Lecture publique et publics empêchés. Synthèse de l’étude réalisée par le Credoc
Édition : Ministère de la Culture et de la Communication, Direction générale des médias et des industries culturelles
Année : 2017

Compte rendu

Cette étude quantitative et qualitative réalisée par le CREDOC en 2017 dresse un état des lieux des actions et des partenariats développés par les bibliothèques.

Les résultats observés :

  • 80% des bibliothèques municipales ont mis en place une action pour les publics en situation de handicap.
  • 55% des bibliothèques municipales  ont mis en  place une action pour les publics sous main de justice.
  • 50% des bibliothèques départementales de prêt ont mis en place une action pour  les publics en situation de handicap.
  • 50% des bibliothèques départementales de prêt ont mis en place une action pour  les publics sous main de justice.
  • Dans près de la moitie des cas, la lecture en prison se concrétise par un portage de documents. Celui-ci est plus rarement accompagné de lectures à voix haute (prêts ou dépôt de documents dans les établissements).

 

Freins au développement dactions à destination des publics empêchés :

  • Manque de moyens humains et financiers.
  • La formation insuffisamment traitée.
  • Des actions peu formalisées qui reposent souvent sur des initiatives individuelles.

Pérennité des actions en question

  • La moitié des bibliothèques municipales n’ont pas inscrit les actions dans le projet d’établissement de la structure.
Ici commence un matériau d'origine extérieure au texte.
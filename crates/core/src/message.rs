//! Message and Session domain types.
//!
//! These are the value objects that flow through every turn:
//! user text arrives → the engine classifies and answers it → the
//! exchange is appended to the session record for its thread.

use chrono::{DateTime, Utc};
use serde::{Deserialize, Serialize};
use uuid::Uuid;

/// Unique identifier for a conversation thread.
#[derive(Debug, Clone, PartialEq, Eq, Hash, Serialize, Deserialize)]
pub struct SessionId(pub String);

impl SessionId {
    pub fn new() -> Self {
        Self(Uuid::new_v4().to_string())
    }
}

impl Default for SessionId {
    fn default() -> Self {
        Self::new()
    }
}

impl From<&str> for SessionId {
    fn from(s: &str) -> Self {
        Self(s.to_string())
    }
}

impl From<String> for SessionId {
    fn from(s: String) -> Self {
        Self(s)
    }
}

impl std::fmt::Display for SessionId {
    fn fmt(&self, f: &mut std::fmt::Formatter<'_>) -> std::fmt::Result {
        write!(f, "{}", self.0)
    }
}

/// The role of a message sender in a conversation.
#[derive(Debug, Clone, Copy, PartialEq, Eq, Serialize, Deserialize)]
#[serde(rename_all = "lowercase")]
pub enum Role {
    /// The end user
    User,
    /// The assistant
    Assistant,
    /// System instructions
    System,
    /// Tool output (never persisted; see [`Message::tool_calls`])
    Tool,
}

/// A single message in a conversation.
#[derive(Debug, Clone, Serialize, Deserialize)]
pub struct Message {
    /// Who sent this message
    pub role: Role,

    /// The text content
    pub content: String,

    /// Tool invocations requested by the model. Only ever present on a
    /// transient probe response; persisted history carries none because
    /// handlers fold tool output into plain text before the grounded call.
    #[serde(default, skip_serializing_if = "Vec::is_empty")]
    pub tool_calls: Vec<ToolRequest>,

    /// Timestamp
    pub timestamp: DateTime<Utc>,
}

impl Message {
    /// Create a new user message.
    pub fn user(content: impl Into<String>) -> Self {
        Self {
            role: Role::User,
            content: content.into(),
            tool_calls: Vec::new(),
            timestamp: Utc::now(),
        }
    }

    /// Create a new assistant message.
    pub fn assistant(content: impl Into<String>) -> Self {
        Self {
            role: Role::Assistant,
            content: content.into(),
            tool_calls: Vec::new(),
            timestamp: Utc::now(),
        }
    }

    /// Create a new system message.
    pub fn system(content: impl Into<String>) -> Self {
        Self {
            role: Role::System,
            content: content.into(),
            tool_calls: Vec::new(),
            timestamp: Utc::now(),
        }
    }

    pub fn has_tool_calls(&self) -> bool {
        !self.tool_calls.is_empty()
    }
}

/// A tool invocation embedded in an assistant probe response.
#[derive(Debug, Clone, PartialEq, Serialize, Deserialize)]
pub struct ToolRequest {
    /// Provider-assigned ID for this call
    pub id: String,

    /// Name of the tool to invoke
    pub name: String,

    /// Arguments as a JSON-encoded string
    pub arguments: String,
}

/// The persisted record for one conversation thread.
///
/// Append-only: turn messages are added with [`Session::push`], never
/// replaced. A record is created on the first turn for a thread and
/// removed only by an explicit delete.
#[derive(Debug, Clone, Serialize, Deserialize)]
pub struct Session {
    /// The thread this record belongs to
    pub session_id: SessionId,

    /// Ordered messages
    pub messages: Vec<Message>,

    /// When this session was created
    pub created_at: DateTime<Utc>,

    /// When the last message was added
    pub updated_at: DateTime<Utc>,
}

impl Session {
    /// Create a new empty session for a thread.
    pub fn new(session_id: SessionId) -> Self {
        let now = Utc::now();
        Self {
            session_id,
            messages: Vec::new(),
            created_at: now,
            updated_at: now,
        }
    }

    /// Append a message to the record.
    pub fn push(&mut self, message: Message) {
        self.updated_at = Utc::now();
        self.messages.push(message);
    }

    pub fn len(&self) -> usize {
        self.messages.len()
    }

    pub fn is_empty(&self) -> bool {
        self.messages.is_empty()
    }
}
Dans plus de six cas sur dix, les actions des bibliothèques sont déployées en partenariat avec d’autres structures.
  • La moitié des bibliothèques municipales  n’ont formalisé aucun des partenariats par la signature d’une convention.
  • Environ trois bibliothèques municipales sur dix ne sont pas en mesure d’objectiver les moyens humains ou financiers dédiés aux actions.
  • La moitié des structures ne réalisent pas de bilans ou d’évaluations.

Les leviers pour le développement d’actions en faveur des publics empêchés :

  • Le soutien politique et institutionnel 

La volonté politique peut se traduire par la formalisation d’un projet d’établissement ou « Projet culturel, scientifique, économique et social ».

  • L’implication personnelle des agents

Formation des agents :  faire évoluer leurs pratiques professionnelles et améliorer leur connaissance des problématiques spécifiques des publics empêchés.

  • Le développement de la médiation et construction progressive des partenariats

Recommandations :

  • Partager une même culture professionnelle.
  • Diffuser les outils et dispositifs existants.
  • Encourager les démarches de diagnostic et d’évaluation.